Starting from C++17, there is a new first argument to std::stable_partition (the ExecutionPolicy) which allows auto-parallelization of the algorithm, further reducing the run-time for big arrays. To make yourself believe this parallelization actually works, there is another talk by Hartmut Kaiser explaining the internals.
Would this work:
void DeleteAll(vector<int>& data, const vector<int>& deleteIndices)
{
vector<bool> markedElements(data.size(), false);
vector<int> tempBuffer;
tempBuffer.reserve(data.size()-deleteIndices.size());
for (vector<int>::const_iterator itDel = deleteIndices.begin(); itDel != deleteIndices.end(); itDel++)
markedElements[*itDel] = true;
for (size_t i=0; i<data.size(); i++)
{
if (!markedElements[i])
tempBuffer.push_back(data[i]);
}
data = tempBuffer;
}
It's an O(n) operation, no matter how many elements you delete. You could gain some efficiency by reordering the vector inline (but I think this way it's more readable).
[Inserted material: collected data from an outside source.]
//! Configuration: the category table and file filtering rules.
//!
//! Configuration is read from TOML. Both sections are optional; an absent or
//! empty `categories` list selects the built-in table, and the default filters
//! exclude nothing.
//!
//! # Configuration File Format
//!
//! ```toml
//! [[categories]]
//! name = "Documents"
//! extensions = ["pdf", "txt"]
//!
//! [filters]
//! include_hidden_files = true
//!
//! [filters.exclude]
//! filenames = [".DS_Store", "Thumbs.db"]
//! patterns = ["*.part"]
//! extensions = ["crdownload"]
//! regex = []
//!
//! [filters.include]
//! patterns = []
//! ```

use crate::file_category::{CategoryRule, CategoryTable, default_rules};
use glob::Pattern;
use regex::Regex;
use serde::{Deserialize, Serialize};
use std::collections::HashSet;
use std::fs;
use std::path::{Path, PathBuf};
use thiserror::Error;

/// Name of the per-directory configuration file.
pub const LOCAL_CONFIG_FILE: &str = ".tidyplan.toml";

/// Errors that can occur during configuration loading and compilation.
#[derive(Debug, Error)]
pub enum ConfigError {
    #[error("Configuration file not found: {}", .0.display())]
    ConfigNotFound(PathBuf),

    #[error("Invalid configuration: {0}")]
    ConfigInvalid(String),

    #[error("Invalid glob pattern '{0}'")]
    InvalidGlobPattern(String),

    #[error("Invalid regex pattern '{pattern}': {reason}")]
    InvalidRegexPattern { pattern: String, reason: String },

    #[error("IO error reading configuration: {0}")]
    IoError(#[from] std::io::Error),
}

/// Top-level configuration document.
#[derive(Debug, Clone, Default, Serialize, Deserialize)]
pub struct Config {
    /// Category table override. Empty means the built-in table.
    #[serde(default)]
    pub categories: Vec<CategoryRule>,

    /// Rules deciding which scanned files take part in organization.
    #[serde(default)]
    pub filters: FilterRules,
}

/// Root-level filter rules configuration.
#[derive(Debug, Clone, Serialize, Deserialize)]
pub struct FilterRules {
    /// Whether files starting with "." are scanned. Defaults to true.
    #[serde(default = "default_include_hidden_files")]
    pub include_hidden_files: bool,

    #[serde(default)]
    pub exclude: ExcludeRules,

    /// Whitelist that overrides every exclude rule.
    #[serde(default)]
    pub include: IncludeRules,
}

fn default_include_hidden_files() -> bool {
    true
}

impl Default for FilterRules {
    fn default() -> Self {
        Self {
            include_hidden_files: default_include_hidden_files(),
            exclude: ExcludeRules::default(),
            include: IncludeRules::default(),
        }
    }
}

/// Rules for excluding files from a scan.
#[derive(Debug, Clone, Default, Serialize, Deserialize)]
pub struct ExcludeRules {
    /// Exact file names (e.g. ".DS_Store").
    #[serde(default)]
    pub filenames: Vec<String>,

    /// Glob patterns matched against the file name (e.g. "*.part").
    #[serde(default)]
    pub patterns: Vec<String>,

    /// Extensions, with or without a leading dot, matched case-insensitively.
    #[serde(default)]
    pub extensions: Vec<String>,

    /// Regex patterns matched against the file name.
    #[serde(default)]
    pub regex: Vec<String>,
}

/// Rules for including files regardless of exclusions.
#[derive(Debug, Clone, Default, Serialize, Deserialize)]
pub struct IncludeRules {
    #[serde(default)]
    pub patterns: Vec<String>,
}

impl Config {
    /// Load configuration from a file, with fallback to defaults.
    ///
    /// Lookup order:
    /// 1. `config_path`, if provided (must exist)
    /// 2. `.tidyplan.toml` in the current directory
    /// 3. `~/.config/tidyplan/config.toml`
    /// 4. Built-in defaults
    pub fn load(config_path: Option<&Path>) -> Result<Self, ConfigError> {
        if let Some(path) = config_path {
            return Self::load_from_file(path);
        }

        let local_config = PathBuf::from(LOCAL_CONFIG_FILE);
        if local_config.exists() {
            return Self::load_from_file(&local_config);
        }

        if let Ok(home) = std::env::var("HOME") {
            let home_config = PathBuf::from(home)
                .join(".config")
                .join("tidyplan")
                .join("config.toml");
            if home_config.exists() {
                return Self::load_from_file(&home_config);
            }
        }

        Ok(Self::default())
    }

    /// Load configuration from a specific file.
    pub fn load_from_file(path: &Path) -> Result<Self, ConfigError> {
        if !path.exists() {
            return Err(ConfigError::ConfigNotFound(path.to_path_buf()));
        }

        let content = fs::read_to_string(path)?;
        Self::parse(&content)
    }

    /// Parse configuration from TOML text.
    pub fn parse(content: &str) -> Result<Self, ConfigError> {
        let config: Self =
            toml::from_str(content).map_err(|e| ConfigError::ConfigInvalid(e.to_string()))?;

        if let Some(rule) = config.categories.iter().find(|r| r.name.trim().is_empty()) {
            return Err(ConfigError::ConfigInvalid(format!(
                "category with extensions {:?} has an empty name",
                rule.extensions
            )));
        }

        Ok(config)
    }

    /// Builds the category table this configuration selects.
    pub fn category_table(&self) -> CategoryTable {
        if self.categories.is_empty() {
            CategoryTable::from_rules(&default_rules())
        } else {
            CategoryTable::from_rules(&self.categories)
        }
    }

    /// Compile the filter rules for matching.
    pub fn compile_filters(&self) -> Result<CompiledFilters, ConfigError> {
        CompiledFilters::new(&self.filters)
    }
}

/// Filter rules with patterns pre-compiled for matching.
#[derive(Debug, Clone)]
pub struct CompiledFilters {
    include_hidden_files: bool,
    exclude_filenames: HashSet<String>,
    exclude_extensions: HashSet<String>,
    exclude_patterns: Vec<Pattern>,
    exclude_regexes: Vec<Regex>,
    include_patterns: Vec<Pattern>,
}

impl CompiledFilters {
    fn new(rules: &FilterRules) -> Result<Self, ConfigError> {
        let compile_globs = |patterns: &[String]| {
            patterns
                .iter()
                .map(|pattern| {
                    Pattern::new(pattern)
                        .map_err(|_| ConfigError::InvalidGlobPattern(pattern.clone()))
                })
                .collect::<Result<Vec<_>, _>>()
        };

        let exclude_regexes = rules
            .exclude
            .regex
            .iter()
            .map(|pattern| {
                Regex::new(pattern).map_err(|e| ConfigError::InvalidRegexPattern {
                    pattern: pattern.clone(),
                    reason: e.to_string(),
                })
            })
            .collect::<Result<Vec<_>, _>>()?;

        Ok(Self {
            include_hidden_files: rules.include_hidden_files,
            exclude_filenames: rules.exclude.filenames.iter().cloned().collect(),
            exclude_extensions: rules
                .exclude
                .extensions
                .iter()
                .map(|ext| ext.trim_start_matches('.').to_lowercase())
                .collect(),
            exclude_patterns: compile_globs(rules.exclude.patterns.as_slice())?,
            exclude_regexes,
            include_patterns: compile_globs(rules.include.patterns.as_slice())?,
        })
    }

    /// Filters that let every file through.
    pub fn allow_all() -> Self {
        Self {
            include_hidden_files: true,
            exclude_filenames: HashSet::new(),
            exclude_extensions: HashSet::new(),
            exclude_patterns: Vec::new(),
            exclude_regexes: Vec::new(),
            include_patterns: Vec::new(),
        }
    }

    /// Check if a file, given by name, takes part in the scan.
    ///
    /// Include patterns win outright; otherwise hidden files, exact names,
    /// extensions, globs and regexes are checked in turn, and anything not
    /// excluded is included.
    pub fn should_include(&self, file_name: &str) -> bool {
        if self
            .include_patterns
            .iter()
            .any(|pattern| pattern.matches(file_name))
        {
            return true;
        }

        if !self.include_hidden_files && file_name.starts_with('.') {
            return false;
        }

        if self.exclude_filenames.contains(file_name) {
            return false;
        }

        if let Some(ext) = Path::new(file_name).extension() {
            let ext_lower = ext.to_string_lossy().to_lowercase();
            if self.exclude_extensions.contains(&ext_lower) {
                return false;
            }
        }

        if self
            .exclude_patterns
            .iter()
            .any(|pattern| pattern.matches(file_name))
        {
            return false;
        }

        !self
            .exclude_regexes
            .iter()
            .any(|regex| regex.is_match(file_name))
    }
}

impl Default for CompiledFilters {
    fn default() -> Self {
        Self::allow_all()
    }
}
This is non-trival because as you delete elements from the vector, the indexes change.
[0] hi
[1] you
[2] foo
>> delete [1]
[0] hi
[1] foo
If you keep a counter of times you delete an element and if you have a list of indexes you want to delete in sorted order then:
int counter = 0;
for (int k : IndexesToDelete) {
events.erase(events.begin()+ k + counter);
counter -= 1;
}
You can use this method, if the order of the remaining elements doesn't matter
#include <iostream>
#include <vector>
using namespace std;
int main()
{
vector< int> vec;
vec.push_back(1);
vec.push_back(-6);
vec.push_back(3);
vec.push_back(4);
vec.push_back(7);
vec.push_back(9);
vec.push_back(14);
vec.push_back(25);
cout << "The elements befor " << endl;
for(int i = 0; i < vec.size(); i++) cout << vec[i] <<endl;
vector< bool> toDeleted;
int YesOrNo = 0;
for(int i = 0; i<vec.size(); i++)
{
cout<<"You need to delete this element? "<<vec[i]<<", if yes enter 1 else enter 0"<<endl;
cin>>YesOrNo;
if(YesOrNo)
toDeleted.push_back(true);
else
toDeleted.push_back(false);
}
//Deleting, beginning from the last element to the first one
for(int i = toDeleted.size()-1; i>=0; i--)
{
if(toDeleted[i])
{
vec[i] = vec.back();
vec.pop_back();
}
}
cout << "The elements after" << endl;
for(int i = 0; i < vec.size(); i++) cout << vec[i] <<endl;
return 0;
}
Here's an elegant solution in case you want to preserve the indices, the idea is to replace the values you want to delete with a special value that is guaranteed not be used anywhere, and then at the very end, you perform the erase itself:
std::vector<int> vec = {1, 2, 3, 4, 5, 6, 7, 8, 9};
// marking 3 elements to be deleted
vec[2] = std::numeric_limits<int>::lowest();
vec[5] = std::numeric_limits<int>::lowest();
vec[3] = std::numeric_limits<int>::lowest();
// erase
vec.erase(std::remove(vec.begin(), vec.end(), std::numeric_limits<int>::lowest()), vec.end());
// print values => 1 2 5 7 8 9
for (const auto& value : vec) std::cout << ' ' << value;
std::cout << std::endl;
It's very quick if you delete a lot of elements because the deletion itself is happening only once. Items can also be deleted in any order that way.
If you use a a struct instead of an int, then you can still mark an element of that struct, for ex dead=true and then use remove_if instead of remove =>
struct MyObj
{
int x;
bool dead = false;
};
std::vector<MyObj> objs = {{1}, {2}, {3}, {4}, {5}, {6}, {7}, {8}, {9}};
objs[2].dead = true;
objs[5].dead = true;
objs[3].dead = true;
objs.erase(std::remove_if(objs.begin(), objs.end(), [](const MyObj& obj) { return obj.dead; }), objs.end());
// print values => 1 2 5 7 8 9
for (const auto& obj : objs) std::cout << ' ' << obj.x;
std::cout << std::endl;
This one is a bit slower, around 80% the speed of the remove.